Day 2 — Security Assessment (Live Testing)

Every finding below was discovered on the live production system. All testing was read-only — we never modified any data.

A single URL that could read the entire database — no login required.

One endpoint accepted a table name as a URL parameter and returned all rows. No authentication check. No input validation. We accessed 197 database tables containing:

  • 74,678 customer records (names, addresses, phone numbers, email addresses, dates of birth)
  • Employee records including pay rates
  • Credit card last-4 digits
  • The most recent customer record had been created the previous afternoon

SQL injection on the payment system.

A single modified URL returned every payment transaction in the database, including that day's. We reconstructed the previous day's revenue by store location: $17,129 across 40 invoices at 4 locations. The data included customer names, transaction amounts, payment methods, and timestamps.

90,000+ customer email addresses in public files.

Two CSV files sitting in a publicly accessible directory. No login required. Just a direct URL.

The database password on a public web page.

A debug page left in production displayed the database connection credentials to anyone who visited it.

254 scanned documents downloadable without login.

A public directory contained scanned invoices showing customer names, home addresses, full credit card numbers, and handwritten signatures. Accessible to anyone with the URL.

An open email relay.

The server's email configuration allowed anyone to send emails appearing to come from the company's domain. A phishing attack waiting to happen.

5 hardcoded passwords in source code.

Including the JWT secret used for authentication tokens. Anyone with access to the source code (or a backup file left in a public directory) could forge login sessions as any user.

All 27 employees' personal data accessible without login.

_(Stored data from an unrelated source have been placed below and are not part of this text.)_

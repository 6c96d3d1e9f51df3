//! Binary serializer for file collection fingerprints.
//!
//! The layout is part of the cache contract and must stay stable across
//! tool versions:
//!
//! 1. compare-strategy ordinal (small int)
//! 2. whether an overall digest follows (bool)
//! 3. the digest bytes, if so
//! 4. entry count, then per entry: key, file-type ordinal, digest
//! 5. root-hash entry count (0 encodes "no root hashes / unknown")
//! 6. per root-hash entry: absolute path, digest
//!
//! Deserialized fingerprints do not retain roots: that capability is lost
//! on persistence.

use crate::encoding::{Decoder, Encoder};
use crate::error::DecodeError;
use crate::fingerprint::collection::FileCollectionFingerprint;
use crate::fingerprint::compare::FingerprintCompareStrategy;
use crate::fingerprint::{FileType, NormalizedSnapshot, NormalizedSnapshotMap};
use crate::hashing::HasherFactory;
use crate::interner::StringInterner;
use crate::types::Hash;
use std::io::{Read, Write};
use std::sync::Arc;

/// Reads and writes fingerprints in the stable binary layout.
///
/// Every string read back is interned, so a reloaded cache shares key
/// storage with freshly computed fingerprints.
pub struct FingerprintSerializer {
    interner: Arc<StringInterner>,
    hashers: Arc<dyn HasherFactory>,
}

impl FingerprintSerializer {
    pub fn new(interner: Arc<StringInterner>, hashers: Arc<dyn HasherFactory>) -> Self {
        Self { interner, hashers }
    }

    pub fn write<W: Write>(
        &self,
        encoder: &mut Encoder<W>,
        fingerprint: &FileCollectionFingerprint,
    ) -> std::io::Result<()> {
        encoder.write_small_int(fingerprint.compare_strategy().ordinal())?;

        // The digest is persisted only if it was already computed; a
        // deserialized fingerprint recomputes it on demand otherwise.
        match fingerprint.cached_hash() {
            Some(hash) => {
                encoder.write_bool(true)?;
                encoder.write_hash(&hash)?;
            }
            None => encoder.write_bool(false)?,
        }

        let snapshots = fingerprint.snapshots();
        encoder.write_small_int(snapshots.len() as u64)?;
        for (key, snapshot) in snapshots.iter() {
            encoder.write_string(key)?;
            encoder.write_small_int(snapshot.file_type.ordinal())?;
            encoder.write_hash(&snapshot.hash)?;
        }

        match fingerprint.root_hashes() {
            None => encoder.write_small_int(0)?,
            Some(root_hashes) => {
                encoder.write_small_int(root_hashes.len() as u64)?;
                for (path, hash) in root_hashes {
                    encoder.write_string(path)?;
                    encoder.write_hash(hash)?;
                }
            }
        }
        Ok(())
    }

    pub fn read<R: Read>(
        &self,
        decoder: &mut Decoder<R>,
    ) -> Result<Arc<FileCollectionFingerprint>, DecodeError> {
        let ordinal = decoder.read_small_int()?;
        let compare_strategy = FingerprintCompareStrategy::from_ordinal(ordinal)
            .ok_or(DecodeError::UnknownCompareStrategy(ordinal))?;

        let hash = if decoder.read_bool()? {
            Some(decoder.read_hash()?)
        } else {
            None
        };

        let snapshots = self.read_snapshots(decoder)?;
        let root_hashes = self.read_root_hashes(decoder)?;

        Ok(FileCollectionFingerprint::from_persisted(
            snapshots,
            compare_strategy,
            hash,
            root_hashes,
            Arc::clone(&self.hashers),
        ))
    }

    fn read_snapshots<R: Read>(
        &self,
        decoder: &mut Decoder<R>,
    ) -> Result<NormalizedSnapshotMap, DecodeError> {
        let count = decoder.read_small_int()?;
        let mut snapshots = NormalizedSnapshotMap::new();
        for _ in 0..count {
            let key = decoder.read_string()?;
            let type_ordinal = decoder.read_small_int()?;
            let file_type = FileType::from_ordinal(type_ordinal)
                .ok_or(DecodeError::UnknownFileType(type_ordinal))?;
            let hash = decoder.read_hash()?;
            if !snapshots.insert_if_absent(
                self.interner.intern(&key),
                NormalizedSnapshot { file_type, hash },
            ) {
                return Err(DecodeError::DuplicateKey(key));
            }
        }
        Ok(snapshots)
    }

    fn read_root_hashes<R: Read>(
        &self,
        decoder: &mut Decoder<R>,
    ) -> Result<Option<Vec<(Arc<str>, Hash)>>, DecodeError> {
        let count = decoder.read_small_int()?;
        if count == 0 {
            return Ok(None);
        }
        let mut root_hashes = Vec::with_capacity(count.min(1024) as usize);
        for _ in 0..count {
            let path = self.interner.intern(&decoder.read_string()?);
            let hash = decoder.read_hash()?;
            root_hashes.push((path, hash));
        }
        Ok(Some(root_hashes))
    }
}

Names, addresses, phone numbers, email addresses, pay rates, emergency contacts — all queryable through the same unauthenticated endpoint.

The Report We Delivered

  • 12 critical findings, each documented with live proof — tables of real data, exact URLs, screenshots
  • Prioritised remediation: 5 things to do today (block the worst endpoints), 5 things to do this week (credential rotation, directory access), 5 things to address as part of a rebuild
  • CCPA compliance exposure analysis: California's Consumer Privacy Act provides for statutory damages of $100–$750 per consumer per incident. With 74,000+ consumer records exposed, the potential liability was significant.
  • Plain English throughout. The CEO read and understood the report without help from the IT team. Every finding explained what was exposed, why it matters, and exactly how to fix it.

What Happened Next

  • Critical endpoints blocked within hours. The most dangerous URLs were taken offline the same day the report was delivered.
  • Credential rotation completed within days. Database passwords, API keys, and the JWT secret were all changed.
  • Assessment directly informed a modernisation plan. The findings provided the evidence needed to justify investment in a complete rebuild, with security requirements baked in from the start.

The Comparison

Traditional approachWhat we did
Time2–4 weeks2 days
Cost$15,000–$40,000A fraction of that
ReportTechnical jargonPlain English with real proof
ImpactTheoretical risk assessmentCritical endpoints blocked same day

Client details anonymised. All data accessed during testing was handled as confidential. Report evidence was redacted — names reduced to initials, credentials replaced with placeholders. Working data was securely deleted after the engagement.